Stephani Eckelkamp

The Pedal Point as the Orthocenter

Question:  Are there any special properties of the pedal triangle when the pedal point is located on the orthocenter?

Exploration:

First let us begin with a picture when the pedal point falls on the orthocenter.

For our first exploration we will only focus on the original triangle being acute.

Working with this GSP file, see if you can find any special properties on the pedal triangle.

Try using the script tools to see if any special properties can be seen.  (If you do find something, make sure that you can move the triangle to make sure the property holds true for different movements of the construction (only working with acute triangles).

Did you find anything interesting?

Try creating a perpendicular line from the pedal triangle point and the side it lies on.

Here is an example.

Line AD is the perpendicular line created from highlighting A and the side of the original triangle it is located on.

Do this for all of the angles.

Your picture should look something like this.

While keeping your original triangle acute, see if you can find any special properties of the pedal triangle.   Explore segments, angles, area, and anything else that you think might have a relationship of interest.

Here is one relationship that I found interesting.

From the above measurements we can see that from our construction the perpendicular lines are angle bisectors of the pedal triangle.

Move the triangle around to see if our construction supports this idea.
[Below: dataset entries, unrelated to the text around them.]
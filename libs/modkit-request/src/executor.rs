//! Request execution.
//!
//! Turns a populated [`Request`] into a wire request, dispatches it through a
//! [`Transport`] and normalizes the outcome:
//!
//! - a response, or a protocol error carrying a response, becomes a
//!   [`Response`] whatever its status
//! - a failure without a response (DNS, connection refused, timeout,
//!   cancellation) becomes an [`HttpError`]
//!
//! Configuration problems (missing URL, bad scheme, invalid header) are
//! reported before any network activity.

use crate::collections::QueryString;
use crate::config::{TransportConfig, TransportSecurity};
use crate::error::{HttpError, InvalidUriKind};
use crate::multipart;
use crate::request::Request;
use crate::response::Response;
use crate::transport::{Transport, TransportError, TransportRequest};
use bytes::Bytes;
use http::header::{
    ACCEPT, AUTHORIZATION, CONTENT_LENGTH, CONTENT_TYPE, COOKIE, HeaderMap, HeaderValue,
    USER_AGENT,
};
use http::{Method, Uri};
use http_body_util::Full;
use tokio_util::sync::CancellationToken;

const FORM_URL_ENCODED: &str = "application/x-www-form-urlencoded";

/// Body selected for the wire, with the content type rule it implies
enum WireBody {
    None,
    /// Text or binary body; content type only if set explicitly
    Raw(Bytes),
    /// Content type forced to `multipart/form-data; boundary=...`
    Multipart { bytes: Bytes, boundary: String },
    /// Content type defaults to `application/x-www-form-urlencoded`
    UrlEncoded(Bytes),
}

/// `url` joined with the serialized query string
///
/// # Errors
/// Returns `HttpError::MissingUrl` for an empty URL, or
/// `HttpError::FormEncode` if the query string cannot be serialized
pub(crate) fn effective_url(url: &str, query_string: &QueryString) -> Result<String, HttpError> {
    if url.is_empty() {
        return Err(HttpError::MissingUrl);
    }
    query_string.append_to(url)
}

fn parse_uri(url: &str, security: TransportSecurity) -> Result<Uri, HttpError> {
    let uri: Uri = url
        .parse()
        .map_err(|e: http::uri::InvalidUri| HttpError::InvalidUri {
            url: url.to_owned(),
            kind: InvalidUriKind::ParseError,
            reason: e.to_string(),
        })?;

    if uri.authority().is_none() {
        return Err(HttpError::InvalidUri {
            url: url.to_owned(),
            kind: InvalidUriKind::MissingAuthority,
            reason: "missing host/authority".to_owned(),
        });
    }

    match uri.scheme_str() {
        Some("https") => Ok(uri),
        Some("http") => match security {
            TransportSecurity::AllowInsecureHttp => Ok(uri),
            TransportSecurity::TlsOnly => Err(HttpError::InvalidScheme {
                scheme: "http".to_owned(),
                reason: "HTTPS required (transport security is TlsOnly)".to_owned(),
            }),
        },
        Some(scheme) => Err(HttpError::InvalidScheme {
            scheme: scheme.to_owned(),
            reason: "only http:// and https:// schemes are supported".to_owned(),
        }),
        None => Err(HttpError::InvalidUri {
            url: url.to_owned(),
            kind: InvalidUriKind::MissingScheme,
            reason: "missing scheme".to_owned(),
        }),
    }
}

/// Methods that send post data; others ignore it
fn carries_post_data(method: &Method) -> bool {
    matches!(
        *method,
        Method::POST | Method::PUT | Method::PATCH | Method::DELETE
    )
}

fn resolve_body(request: &Request) -> Result<WireBody, HttpError> {
    if let Some(text) = request.body.as_deref().filter(|text| !text.is_empty()) {
        return Ok(WireBody::Raw(Bytes::from(request.encoding.encode(text))));
    }
    if let Some(binary) = &request.binary_body {
        return Ok(WireBody::Raw(binary.clone()));
    }
    if !carries_post_data(&request.method) || request.post_data.is_empty() {
        return Ok(WireBody::None);
    }

    if request.post_data.is_multipart() {
        let boundary = multipart::generate_boundary();
        let bytes = multipart::encode(&request.post_data, &boundary);
        Ok(WireBody::Multipart { bytes, boundary })
    } else {
        let encoded = request.post_data.to_url_encoded()?;
        Ok(WireBody::UrlEncoded(Bytes::from(encoded)))
    }
}

fn request_headers(request: &Request) -> Result<HeaderMap, HttpError> {
    let mut headers = request.headers.to_header_map()?;

    if let Some(accept) = &request.accept {
        headers.insert(ACCEPT, HeaderValue::try_from(accept.as_str())?);
    }
    if let Some(user_agent) = &request.user_agent {
        headers.insert(USER_AGENT, HeaderValue::try_from(user_agent.as_str())?);
    }
    if let Some(cookie) = request.cookies.to_header_value() {
        headers.append(COOKIE, HeaderValue::try_from(cookie)?);
    }
    if let Some(credentials) = &request.credentials
        && !headers.contains_key(AUTHORIZATION)
    {
        headers.insert(AUTHORIZATION, credentials.basic_header_value()?);
    }
    if let Some(content_type) = &request.content_type {
        headers.insert(CONTENT_TYPE, HeaderValue::try_from(content_type.as_str())?);
    }
    Ok(headers)
}

/// Serialize `request` into a wire request, returning it with the effective URL
pub(crate) fn build_wire_request(
    request: &Request,
    security: TransportSecurity,
) -> Result<(TransportRequest, String), HttpError> {
    let url = effective_url(&request.url, &request.query_string)?;
    let uri = parse_uri(&url, security)?;
    let mut headers = request_headers(request)?;

    let bytes = match resolve_body(request)? {
        WireBody::None => None,
        WireBody::Raw(bytes) => Some(bytes),
        WireBody::Multipart { bytes, boundary } => {
            headers.insert(
                CONTENT_TYPE,
                HeaderValue::try_from(multipart::content_type(&boundary))?,
            );
            Some(bytes)
        }
        WireBody::UrlEncoded(bytes) => {
            if !headers.contains_key(CONTENT_TYPE) {
                headers.insert(CONTENT_TYPE, HeaderValue::from_static(FORM_URL_ENCODED));
            }
            Some(bytes)
        }
    };
    if let Some(bytes) = &bytes {
        headers.insert(CONTENT_LENGTH, HeaderValue::from(bytes.len()));
    }

    let mut wire = http::Request::builder()
        .method(request.method.clone())
        .uri(uri)
        .body(Full::new(bytes.unwrap_or_default()))?;
    *wire.headers_mut() = headers;
    Ok((wire, url))
}

/// Run the full request algorithm
pub(crate) async fn execute(
    mut request: Request,
    cancel: Option<CancellationToken>,
) -> Result<Response, HttpError> {
    let security = request
        .transport
        .as_ref()
        .map_or_else(|| TransportConfig::default().security, Transport::security);
    let (mut wire, url) = build_wire_request(&request, security)?;
    let transport = match request.transport.take() {
        Some(transport) => transport,
        None => Transport::from_config(&TransportConfig::default())?,
    };

    for hook in &request.hooks {
        hook(&mut wire)?;
    }

    let method = request.method.clone();
    let timeout = request.timeout;
    tracing::debug!(
        method = %method,
        host = wire.uri().host().unwrap_or_default(),
        path = wire.uri().path(),
        "dispatching request"
    );

    let dispatch = tokio::time::timeout(timeout, transport.call(wire));
    let outcome = match cancel {
        Some(token) => tokio::select! {
            biased;
            () = token.cancelled() => {
                tracing::debug!(method = %method, "request cancelled");
                return Err(HttpError::Cancelled);
            }
            outcome = dispatch => outcome,
        },
        None => dispatch.await,
    };

    let raw = match outcome {
        Err(_elapsed) => {
            tracing::debug!(method = %method, ?timeout, "request timed out");
            return Err(HttpError::Timeout(timeout));
        }
        Ok(Ok(raw)) => raw,
        Ok(Err(TransportError::Protocol(raw))) => {
            tracing::debug!(
                status = raw.status().as_u16(),
                "protocol error normalized into response"
            );
            *raw
        }
        Ok(Err(TransportError::Failure(err))) => {
            tracing::debug!(method = %method, error = %err, "transport failure");
            return Err(err);
        }
    };

    tracing::debug!(method = %method, status = raw.status().as_u16(), "received response");
    Ok(Response::from_http(raw, method, url)
        .with_max_body_size(request.max_body_size)
        .with_read_timeout(timeout))
}
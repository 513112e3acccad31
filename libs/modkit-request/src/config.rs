use serde::{Deserialize, Serialize};
use std::collections::BTreeMap;
use std::time::Duration;

/// Default User-Agent string for outbound requests
pub const DEFAULT_USER_AGENT: &str = concat!("modkit-request/", env!("CARGO_PKG_VERSION"));

/// Default per-request timeout (100 seconds)
pub const DEFAULT_TIMEOUT: Duration = Duration::from_secs(100);

/// Default limit for materialized response bodies (10 MB)
pub const DEFAULT_MAX_BODY_SIZE: usize = 10 * 1024 * 1024;

/// Default number of redirects the transport follows
pub const DEFAULT_MAX_REDIRECTS: usize = 50;

/// TLS root certificate configuration
#[derive(Debug, Clone, Copy, Default, PartialEq, Eq, Serialize, Deserialize)]
#[serde(rename_all = "snake_case")]
#[non_exhaustive]
pub enum TlsRootConfig {
    /// Use Mozilla's root certificates (webpki-roots, no OS dependency)
    #[default]
    WebPki,
    /// Use OS native root certificate store
    Native,
}

/// Transport security configuration
///
/// Controls whether plain `http://` URLs are accepted by the executor.
#[derive(Debug, Clone, Copy, Default, PartialEq, Eq, Serialize, Deserialize)]
#[serde(rename_all = "snake_case")]
#[non_exhaustive]
pub enum TransportSecurity {
    /// Accept both `http://` and `https://` URLs
    #[default]
    AllowInsecureHttp,
    /// Reject `http://` URLs before any network activity
    TlsOnly,
}

/// Configuration of the hyper-based transport
///
/// Redirect following and response decompression are transport concerns;
/// the request executor never sees intermediate 3xx responses or compressed
/// bytes.
#[derive(Debug, Clone, PartialEq, Eq, Serialize, Deserialize)]
#[serde(default)]
pub struct TransportConfig {
    /// User-Agent injected when a request does not set one
    pub user_agent: String,

    /// Maximum number of redirects to follow (default: 50)
    ///
    /// Set to `0` to hand 3xx responses to the caller unchanged.
    pub max_redirects: usize,

    /// Transparently decompress gzip/br/deflate responses (default: true)
    pub decompression: bool,

    /// Transport security mode (default: `AllowInsecureHttp`)
    pub security: TransportSecurity,

    /// TLS root certificate strategy (default: `WebPki`)
    pub tls_roots: TlsRootConfig,
}

impl Default for TransportConfig {
    fn default() -> Self {
        Self {
            user_agent: DEFAULT_USER_AGENT.to_owned(),
            max_redirects: DEFAULT_MAX_REDIRECTS,
            decompression: true,
            security: TransportSecurity::default(),
            tls_roots: TlsRootConfig::default(),
        }
    }
}

impl TransportConfig {
    /// Configuration that never follows redirects
    #[must_use]
    pub fn no_redirects() -> Self {
        Self {
            max_redirects: 0,
            ..Default::default()
        }
    }

    /// Configuration that only accepts `https://` URLs
    #[must_use]
    pub fn tls_only() -> Self {
        Self {
            security: TransportSecurity::TlsOnly,
            ..Default::default()
        }
    }
}

/// Configuration of a [`Client`](crate::Client)
///
/// Deserializable from any serde format; durations use humantime notation:
///
/// ```yaml
/// request_timeout: 30s
/// max_body_size: 1048576
/// default_headers:
///   accept: application/json
/// transport:
///   max_redirects: 5
///   security: tls_only
/// ```
#[derive(Debug, Clone, PartialEq, Eq, Serialize, Deserialize)]
#[serde(default)]
pub struct ClientConfig {
    /// Transport settings shared by every request of the client
    pub transport: TransportConfig,

    /// Timeout applied to requests created by the client (default: 100s)
    #[serde(with = "humantime_duration")]
    pub request_timeout: Duration,

    /// Limit for materialized response bodies (default: 10 MB)
    pub max_body_size: usize,

    /// Headers added to every request that does not set them itself
    pub default_headers: BTreeMap<String, String>,
}

impl Default for ClientConfig {
    fn default() -> Self {
        Self {
            transport: TransportConfig::default(),
            request_timeout: DEFAULT_TIMEOUT,
            max_body_size: DEFAULT_MAX_BODY_SIZE,
            default_headers: BTreeMap::new(),
        }
    }
}

impl ClientConfig {
    /// Configuration for tests against local mock servers
    ///
    /// Short timeout, no redirects, small body limit.
    #[must_use]
    pub fn for_testing() -> Self {
        Self {
            transport: TransportConfig::no_redirects(),
            request_timeout: Duration::from_secs(5),
            max_body_size: 1024 * 1024,
            default_headers: BTreeMap::new(),
        }
    }
}

mod humantime_duration {
    use serde::{Deserialize, Deserializer, Serializer, de};
    use std::time::Duration;

    pub(super) fn serialize<S: Serializer>(value: &Duration, s: S) -> Result<S::Ok, S::Error> {
        s.serialize_str(&humantime::format_duration(*value).to_string())
    }

    pub(super) fn deserialize<'de, D: Deserializer<'de>>(d: D) -> Result<Duration, D::Error> {
        let raw = String::deserialize(d)?;
        humantime::parse_duration(&raw)
            .map_err(|_| de::Error::invalid_value(de::Unexpected::Str(&raw), &"a duration"))
    }
}
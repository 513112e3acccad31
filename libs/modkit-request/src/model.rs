//! Base for typed response models.
//!
//! A domain response type keeps the raw [`Response`] next to its parsed
//! payload and implements [`ResponseModel`] to expose the usual passthroughs.
//! The parse helpers take the body text and never touch the network:
//!
//! ```ignore
//! struct UserResponse {
//!     response: Response,
//!     user: User,
//! }
//!
//! impl ResponseModel for UserResponse {
//!     fn response(&self) -> &Response {
//!         &self.response
//!     }
//! }
//!
//! let mut response = Request::get(url).get_response_async().await?;
//! let user = parse_json(response.body().await?)?;
//! let model = UserResponse { response, user };
//! ```

use crate::error::HttpError;
use crate::response::Response;
use http::{HeaderMap, StatusCode, Uri};
use quick_xml::Reader;
use quick_xml::events::{BytesStart, Event};
use serde::de::DeserializeOwned;
use serde_json::{Map, Value};

/// Passthrough accessors for types wrapping a [`Response`]
pub trait ResponseModel {
    fn response(&self) -> &Response;

    fn status(&self) -> StatusCode {
        self.response().status()
    }

    fn headers(&self) -> &HeaderMap {
        self.response().headers()
    }

    fn content_type(&self) -> Option<&str> {
        self.response().content_type()
    }

    fn response_uri(&self) -> &Uri {
        self.response().response_uri()
    }
}

/// Deserialize a JSON body
///
/// # Errors
/// Returns `HttpError::Json` if the body is not valid JSON for `T`
pub fn parse_json<T: DeserializeOwned>(body: &str) -> Result<T, HttpError> {
    Ok(serde_json::from_str(body)?)
}

/// [`parse_json`] that reports failure as `None`
#[must_use]
pub fn try_parse_json<T: DeserializeOwned>(body: &str) -> Option<T> {
    serde_json::from_str(body).ok()
}

/// Parse any JSON value
///
/// # Errors
/// Returns `HttpError::Json` for malformed JSON
pub fn parse_json_value(body: &str) -> Result<Value, HttpError> {
    parse_json(body)
}

/// Parse a JSON object
///
/// # Errors
/// Returns `HttpError::Json` for malformed JSON or a non-object document
pub fn parse_json_object(body: &str) -> Result<Map<String, Value>, HttpError> {
    parse_json(body)
}

#[must_use]
pub fn try_parse_json_object(body: &str) -> Option<Map<String, Value>> {
    try_parse_json(body)
}

/// Parse a JSON array
///
/// # Errors
/// Returns `HttpError::Json` for malformed JSON or a non-array document
pub fn parse_json_array(body: &str) -> Result<Vec<Value>, HttpError> {
    parse_json(body)
}

#[must_use]
pub fn try_parse_json_array(body: &str) -> Option<Vec<Value>> {
    try_parse_json(body)
}

/// Parse a JSON value and hand it to `map`
///
/// # Errors
/// Returns `HttpError::Json` for malformed JSON
pub fn parse_json_with<T, F>(body: &str, map: F) -> Result<T, HttpError>
where
    F: FnOnce(Value) -> T,
{
    parse_json_value(body).map(map)
}

/// Element of a parsed XML document
#[derive(Debug, Clone, Default, PartialEq, Eq)]
pub struct XmlElement {
    /// Qualified name, prefix included
    pub name: String,
    pub attributes: Vec<(String, String)>,
    /// Concatenated, unescaped text and CDATA content
    pub text: String,
    pub children: Vec<XmlElement>,
}

impl XmlElement {
    #[must_use]
    pub fn attribute(&self, name: &str) -> Option<&str> {
        self.attributes
            .iter()
            .find(|(key, _)| key == name)
            .map(|(_, value)| value.as_str())
    }

    /// First child element named `name`
    #[must_use]
    pub fn child(&self, name: &str) -> Option<&XmlElement> {
        self.children.iter().find(|child| child.name == name)
    }

    pub fn children_named<'a>(&'a self, name: &'a str) -> impl Iterator<Item = &'a XmlElement> {
        self.children.iter().filter(move |child| child.name == name)
    }

    fn from_start(start: &BytesStart<'_>) -> Result<Self, HttpError> {
        let name = String::from_utf8_lossy(start.name().as_ref()).into_owned();
        let mut attributes = Vec::new();
        for attr in start.attributes() {
            let attr = attr.map_err(|e| HttpError::Xml(e.to_string()))?;
            let key = String::from_utf8_lossy(attr.key.as_ref()).into_owned();
            let value = attr
                .unescape_value()
                .map_err(|e| HttpError::Xml(e.to_string()))?
                .into_owned();
            attributes.push((key, value));
        }
        Ok(Self {
            name,
            attributes,
            ..Default::default()
        })
    }
}

fn attach(
    stack: &mut [XmlElement],
    root: &mut Option<XmlElement>,
    element: XmlElement,
) -> Result<(), HttpError> {
    if let Some(parent) = stack.last_mut() {
        parent.children.push(element);
        return Ok(());
    }
    if root.is_some() {
        return Err(HttpError::Xml("document has more than one root element".to_owned()));
    }
    *root = Some(element);
    Ok(())
}

/// Parse an XML document into its root element
///
/// Whitespace around text is trimmed; comments, processing instructions and
/// the XML declaration are skipped.
///
/// # Errors
/// Returns `HttpError::Xml` for malformed documents, documents without a root
/// element, or documents with several root elements
pub fn parse_xml_element(body: &str) -> Result<XmlElement, HttpError> {
    let mut reader = Reader::from_str(body);
    reader.config_mut().trim_text(true);

    let mut stack: Vec<XmlElement> = Vec::new();
    let mut root = None;
    loop {
        match reader.read_event()? {
            Event::Start(start) => stack.push(XmlElement::from_start(&start)?),
            Event::Empty(start) => {
                let element = XmlElement::from_start(&start)?;
                attach(&mut stack, &mut root, element)?;
            }
            Event::End(_) => {
                let element = stack
                    .pop()
                    .ok_or_else(|| HttpError::Xml("unexpected closing tag".to_owned()))?;
                attach(&mut stack, &mut root, element)?;
            }
            Event::Text(text) => {
                if let Some(current) = stack.last_mut() {
                    let unescaped = text.unescape().map_err(|e| HttpError::Xml(e.to_string()))?;
                    current.text.push_str(&unescaped);
                }
            }
            Event::CData(cdata) => {
                if let Some(current) = stack.last_mut() {
                    current.text.push_str(&String::from_utf8_lossy(&cdata));
                }
            }
            Event::Eof => break,
            _ => {}
        }
    }

    if let Some(open) = stack.last() {
        return Err(HttpError::Xml(format!("element <{}> is not closed", open.name)));
    }
    root.ok_or_else(|| HttpError::Xml("document has no root element".to_owned()))
}

#[must_use]
pub fn try_parse_xml_element(body: &str) -> Option<XmlElement> {
    parse_xml_element(body).ok()
}

/// Parse an XML document and hand its root element to `map`
///
/// # Errors
/// Same as [`parse_xml_element`]
pub fn parse_xml_with<T, F>(body: &str, map: F) -> Result<T, HttpError>
where
    F: FnOnce(XmlElement) -> T,
{
    parse_xml_element(body).map(map)
}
Did you notice anything different about the measurements when the triangle was obtuse?  How about when it was a right triangle?

Here is a picture when the original triangle is right.

What is segment AB forming in our original triangle?  Is angle B still being bisected?

Can you create the altitude for the other two sides?  Click here to work with this file.

What if the original triangle is obtuse?

Here is a picture:

Here we can see some things changed.  The pedal triangle is no longer enclosed in the original triangle, only one angles is being bisected by a perpendicular line, and the orthocenter is not located in either of our triangles.

Explore the pedal triangle when the original triangle is obtuse.

What do you notice about any angles being bisected?  Is it possible for more than one angle to be bisected when the original triangle is obtuse?  Why or why not?

Here is another picture:

Further Explorations:

What if the pedal point is on the incenter?

Circumcenter?

Center of the 9 point circle?

Centroid?

Side of the original triangle?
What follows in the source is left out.